Men with chronic illness

I find it hard to write well on subjects I don’t know much about, so forgive me if this post is a bit clumsy, but I wanted to highlight this subject because I feel it’s an important area which isn’t discussed enough.

A few months ago, the awe inspiring Jen Brea of Canary in a Coalmine fame shared an article on her Facebook page about men with ME/CFS which got me thinking about the subject of men who get sick.  I’ve been ill for a very long time, during which I’ve been involved with dozens of websites and support groups for the chronically ill and they are all dominated by women.

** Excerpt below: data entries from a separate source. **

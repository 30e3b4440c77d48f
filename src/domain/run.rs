//! Run-level artifacts: manifest and metadata.

use chrono::NaiveDateTime;
use serde::{Deserialize, Serialize};
use std::collections::BTreeMap;
use std::fmt;

use super::performance::Performance;

#[derive(Debug, Clone, Copy, PartialEq, Eq, Serialize, Deserialize)]
#[serde(rename_all = "lowercase")]
pub enum RunStatus {
    Success,
    Failed,
    Running,
}

impl fmt::Display for RunStatus {
    fn fmt(&self, f: &mut fmt::Formatter<'_>) -> fmt::Result {
        let s = match self {
            RunStatus::Success => "success",
            RunStatus::Failed => "failed",
            RunStatus::Running => "running",
        };
        f.write_str(s)
    }
}

#[derive(Debug, Clone, Default, PartialEq, Serialize, Deserialize)]
pub struct GitInfo {
    pub commit: String,
    pub branch: String,
    pub dirty: bool,
    #[serde(default)]
    pub diff_files_count: u32,
}

#[derive(Debug, Clone, Default, PartialEq, Serialize, Deserialize)]
pub struct EnvironmentInfo {
    #[serde(default)]
    pub python_version: String,
    #[serde(default)]
    pub qtrader_version: String,
    #[serde(default)]
    pub packages: BTreeMap<String, String>,
}

#[derive(Debug, Clone, Default, PartialEq, Serialize, Deserialize)]
pub struct RunMetrics {
    pub bars_processed: u64,
    pub duration_seconds: f64,
}

/// `manifest.json`.
#[derive(Debug, Clone, PartialEq, Serialize, Deserialize)]
pub struct RunManifest {
    pub experiment_id: String,
    pub run_id: String,
    pub started_at: String,
    #[serde(default)]
    pub finished_at: Option<String>,
    pub status: RunStatus,
    #[serde(default)]
    pub config_sha256: String,
    #[serde(default)]
    pub git: GitInfo,
    #[serde(default)]
    pub environment: EnvironmentInfo,
    #[serde(default)]
    pub metrics: RunMetrics,
    #[serde(default)]
    pub error: Option<String>,
}

#[derive(Debug, Clone, PartialEq, Serialize, Deserialize)]
pub struct DataSourceMeta {
    pub name: String,
    #[serde(default)]
    pub universe: Vec<String>,
}

#[derive(Debug, Clone, Default, PartialEq, Serialize, Deserialize)]
pub struct DataMeta {
    #[serde(default)]
    pub sources: Vec<DataSourceMeta>,
}

#[derive(Debug, Clone, PartialEq, Serialize, Deserialize)]
pub struct StrategyMeta {
    pub strategy_id: String,
    #[serde(default)]
    pub universe: Vec<String>,
    #[serde(default)]
    pub data_sources: Vec<String>,
    #[serde(default)]
    pub config: serde_json::Value,
}

#[derive(Debug, Clone, PartialEq, Serialize, Deserialize)]
pub struct RiskPolicyMeta {
    pub name: String,
    #[serde(default)]
    pub config: serde_json::Value,
}

#[derive(Debug, Clone, PartialEq, Serialize, Deserialize)]
pub struct ReportingMeta {
    pub emit_metrics_events: bool,
    pub event_frequency: u32,
    pub risk_free_rate: f64,
    pub max_equity_points: u64,
}

#[derive(Debug, Clone, PartialEq, Serialize, Deserialize)]
pub struct BacktestMeta {
    pub backtest_id: String,
    pub start_date: String,
    pub end_date: String,
    pub initial_equity: String,
    #[serde(default)]
    pub replay_speed: f64,
    #[serde(default)]
    pub display_events: Vec<String>,
    #[serde(default)]
    pub data: DataMeta,
    #[serde(default)]
    pub strategies: Vec<StrategyMeta>,
    #[serde(default)]
    pub risk_policy: Option<RiskPolicyMeta>,
    #[serde(default)]
    pub strategy_adjustment_mode: Option<String>,
    #[serde(default)]
    pub portfolio_adjustment_mode: Option<String>,
    #[serde(default)]
    pub reporting: Option<ReportingMeta>,
}

/// `metadata.json`.
#[derive(Debug, Clone, PartialEq, Serialize, Deserialize)]
pub struct Metadata {
    pub metadata_version: String,
    pub generated_at: String,
    pub backtest: BacktestMeta,
}

#[derive(Debug, Clone, PartialEq)]
pub struct BacktestRun {
    pub manifest: RunManifest,
    pub metadata: Metadata,
    pub performance: Performance,
}

/// A run directory discovered under the runs root.
#[derive(Debug, Clone, PartialEq, Eq)]
pub struct RunInfo {
    pub id: String,
    pub path: std::path::PathBuf,
}

impl RunInfo {
    pub fn display_name(&self) -> String {
        display_name(&self.id)
    }
}

/// `20251224_162255` → `2025-12-24 16:22:55`; other ids are returned as is.
pub fn display_name(run_id: &str) -> String {
    NaiveDateTime::parse_from_str(run_id, "%Y%m%d_%H%M%S")
        .map(|dt| dt.format("%Y-%m-%d %H:%M:%S").to_string())
        .unwrap_or_else(|_| run_id.to_string())
}
//! qtviz: turns backtest run artifacts into display-ready series.
//!
//! Hexagonal architecture: domain logic in [`domain`], port traits in [`ports`],
//! concrete implementations in [`adapters`].

pub mod domain;
pub mod ports;
pub mod adapters;
pub mod cli;
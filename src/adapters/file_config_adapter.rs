//! INI file configuration adapter.
//!
//! ```ini
//! [runs]
//! dir = ./runs
//!
//! [timeline]
//! file = timeseries/chart_data.json
//!
//! [chart]
//! dedup_bars = true
//! top_drawdowns = 10
//!
//! [logging]
//! level = info
//! ```

use crate::domain::error::VizError;
use crate::ports::config_port::ConfigPort;
use configparser::ini::Ini;
use std::path::Path;

#[derive(Debug)]
pub struct FileConfigAdapter {
    config: Ini,
}

impl FileConfigAdapter {
    pub fn from_file<P: AsRef<Path>>(path: P) -> Result<Self, VizError> {
        let path = path.as_ref();
        let mut config = Ini::new();
        config.load(path).map_err(|reason| VizError::ConfigParse {
            file: path.display().to_string(),
            reason,
        })?;
        Ok(Self { config })
    }

    pub fn from_string(content: &str) -> Result<Self, VizError> {
        let mut config = Ini::new();
        config
            .read(content.to_string())
            .map_err(|reason| VizError::ConfigParse {
                file: "<string>".into(),
                reason,
            })?;
        Ok(Self { config })
    }

    fn parse_bool(value: &str) -> Option<bool> {
        match value.trim().to_lowercase().as_str() {
            "true" | "yes" | "on" | "1" => Some(true),
            "false" | "no" | "off" | "0" => Some(false),
            _ => None,
        }
    }

    /// Non-blank raw value for `[section] key`.
    fn value(&self, section: &str, key: &str) -> Option<String> {
        self.config
            .get(section, key)
            .map(|v| v.trim().to_string())
            .filter(|v| !v.is_empty())
    }

    fn invalid(section: &str, key: &str, value: &str, expected: &str) -> VizError {
        VizError::ConfigInvalid {
            section: section.to_string(),
            key: key.to_string(),
            reason: format!("'{value}' is not {expected}"),
        }
    }
}

impl ConfigPort for FileConfigAdapter {
    fn get_string(&self, section: &str, key: &str) -> Option<String> {
        self.config.get(section, key)
    }

    fn get_int(&self, section: &str, key: &str, default: i64) -> Result<i64, VizError> {
        match self.value(section, key) {
            None => Ok(default),
            Some(v) => v
                .parse::<i64>()
                .map_err(|_| Self::invalid(section, key, &v, "an integer")),
        }
    }

    fn get_bool(&self, section: &str, key: &str, default: bool) -> Result<bool, VizError> {
        match self.value(section, key) {
            None => Ok(default),
            Some(v) => {
                Self::parse_bool(&v).ok_or_else(|| Self::invalid(section, key, &v, "a boolean"))
            }
        }
    }
}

I don’t know why this should be.  It is because:

  • Men don’t get M.E., Ehlers-Danlos or Mast Cell Disease?  Yes and no is probably the answer.  Statistically it’s true that women are much more likely to develop M.E. than men, and although no figures are available for gender bias in mast cell disease I’m guessing it will affect more women than men due to the way female hormones affect the immune system. However in the case of Ehlers-Danlos, which is predominantly a genetic disorder, the chances of inheriting EDS from a parent is 50% with no documented gender bias yet despite this EDS forums online are still overwhelmingly populated by women and my local EDS support group doesn’t have a single male member.
  • Men don’t need emotional support in the same way that women do?  To a degree this appears to be true.  From the support groups I’ve been involved with, whose membership is dominated by women, nearly all have men on the Admin Team (the Chairman of the ME Association is a male ME sufferer, as is the Medical Director.  The 25% ME Group is run by a male ME sufferer.  My local ME Support Group was started, and chaired, by a male ME sufferer).  And even if not actually involved in the running of a group, when men post on support forums it is most often related to research, treatments or activism – you see very little venting and few emotional posts made by men.  Men seem to need a practical, information-giving role within a group.
  • Men have other means of support?  And by this I mean they’re usually married or in committed relationships.  It’s a sad fact that when women become chronically ill their marriages/relationships often break down.  Whereas when men become chronically ill their marriages/relationships more often remain intact.  Women are innate caregivers, while men on the whole are not.  I’ve been single now for donkeys years.  I’ve tried online dating and have seen lots of adverts from women who admit to being ill in some way, yet I’ve never seen a single advert from a man with any kind of illness (disability occasionally but never chronic illness – well, apart from sexually transmitted infections).  They are out there, but from my own personal experience 75% of my sick male friends are in relationships/married while 75% of my sick female friends are single (this may not be representative of the wider population, but has been consistent over my 20 years of illness).  Interestingly, most of my female friends with EDS are married/in relationships, whereas most of my female friends with ME are single – this doesn’t surprise me as, on the whole, ME has a much greater impact on one’s ability to function even at basic levels than Ehlers-Danlos.

I’m only guessing here about the absence of men in the “ill community”.  I do have several male friends who are sick and who take part in online groups, but they make up about 10% of the membership.  I personally have struggled at times to be friends with men who are ill – I’ve found they are often depressed and angry about their situation, even many years after diagnosis, and have been too draining emotionally to be in regular contact with (I hope that doesn’t offend my male followers – I can only be honest about my own experience and I know it doesn’t apply to all men!).  Or on the flip side they are practical information-givers, and focus on research, treatments and activism, which makes it hard to form any kind of emotional attachment.  I’m sure that if a man were writing this blog post he may say that being around a sick woman, with her constant need to talk, talk and talk some more about every aspect of her life drives him nuts 😉

What is clear is that men and women are very different in their needs when ill – maybe there should be more groups with a solely male membership, where men can discuss their illness in an environment which is geared towards their particular areas of interest and without us women constantly butting in and taking over the conversation.  I know as a woman I’d feel very ill-at-ease joining a group whose membership was 90% male, and trying to talk about my feelings when they were discussing the merits of the latest adjustable bed or how to change a car tyre when you have a disability!